Under the 1996 welfare reform act, an immigrant must naturalize in order to qualify for SSI — and that is exactly what they did, upon enactment of the statute. A studyfound that “The national origin groups most likely to receive public assistance in the pre-[legislation] period experienced the largest increases in naturalization rates after 1996.” In the Bay Area, a household in which both husband and wife are high-salary immigrant Silicon Valley engineers, but who have their elderly parents on SSI, is still the norm.


Even I, who see instances of this all the time, was taken aback a couple of weeks ago when I was in a public library in the East Bay City of Fremont, a Chinese and Indian stronghold. In the couple of hours I was there, several times a librarian got onto the public address system to announce that that day a government specialist in SSI would be coming to answer questions from seniors and their families.


Now turning to the CIS report, the critics’ highlighted argument is that CIS was wrong to tabulate at the household level. But at the CIS report author Steve Camarota points out, this is absolutely standard, and makes sense for the reasons cited. In addition to the examples given, the household approach was used by the Urban Institute people, who were supporting the Chinese. In fact, the pro-immigration Stanford professor Tom MaCurdy, writing for the pro-immigration think tank PPIC, recommended that eligibility for SSI be made on the household level.
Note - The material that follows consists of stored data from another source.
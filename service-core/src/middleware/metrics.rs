use axum::{
    extract::{MatchedPath, Request},
    middleware::Next,
    response::Response,
};
use metrics::{counter, histogram};
use std::time::Instant;

/// Records request count and latency through the `metrics` facade.
///
/// Paths are labelled by route template so unknown URLs collapse into one series.
pub async fn metrics_middleware(req: Request, next: Next) -> Response {
    let start = Instant::now();
    let method = req.method().to_string();
    let path = req
        .extensions()
        .get::<MatchedPath>()
        .map(|p| p.as_str().to_string())
        .unwrap_or_else(|| "unmatched".to_string());

    let response = next.run(req).await;

    let duration = start.elapsed();
    let status = response.status().as_u16().to_string();

    let labels = [("method", method), ("path", path), ("status", status)];

    counter!("http_requests_total", &labels).increment(1);
    histogram!("http_request_duration_seconds", &labels).record(duration.as_secs_f64());

    response
}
Camarota also refutes the scenario offered by CIS’ critics, in which a family is headed by an immigrant but in which the kids are citizens. The critics say welfare usage by the kids shouldn’t be counted as “immigrant welfare.” But Camarota points out that the householder is the breadwinner, and if his failure to support the kids results in their using welfare, it should indeed be counted in the immigrant column. I would add that the same holds for the SSI setting: The U.S. citizen brought his parents here, knowing that they would not be able to support themselves, and would eventually go on welfare. So, if the parents are living in this household, it too should count in the immigrant column, even though the householder is a citizen.


CIS’ critics claim that the immigrants who use welfare are not doing anything out of line, as they are poor, and poor people sometimes use welfare. I largely agree with that, but there is much more to it than that.


They are often not so poor after all. In the case of SSI, my illustrations above, and the corresponding data in my Senate testimony, show that it often happens that there are welfare recipients in households headed by the well-educated. MaCurdy’s studyfound similarly that a large portion of the immigrant SSI recipients live in above-average income households.


In addition, there is the issue of sponsors, especially in the case of immigration of the elderly. When someone immigrates past retirement age, it is obvious that they almost certainly will need to use welfare, in SSI, Medicaid and so on. The sponsor’s legal responsibility should be permanent, but unfortunately it is not.


My personal view has always been that our immigration policy should welcome a broad socioeconomic range of immigrants, and if some may need occasional welfare assistance, they should not be barred from it (except if they have family sponsors). But these costs should be factored in a national discussion on immigration policy — if we were ever to have one.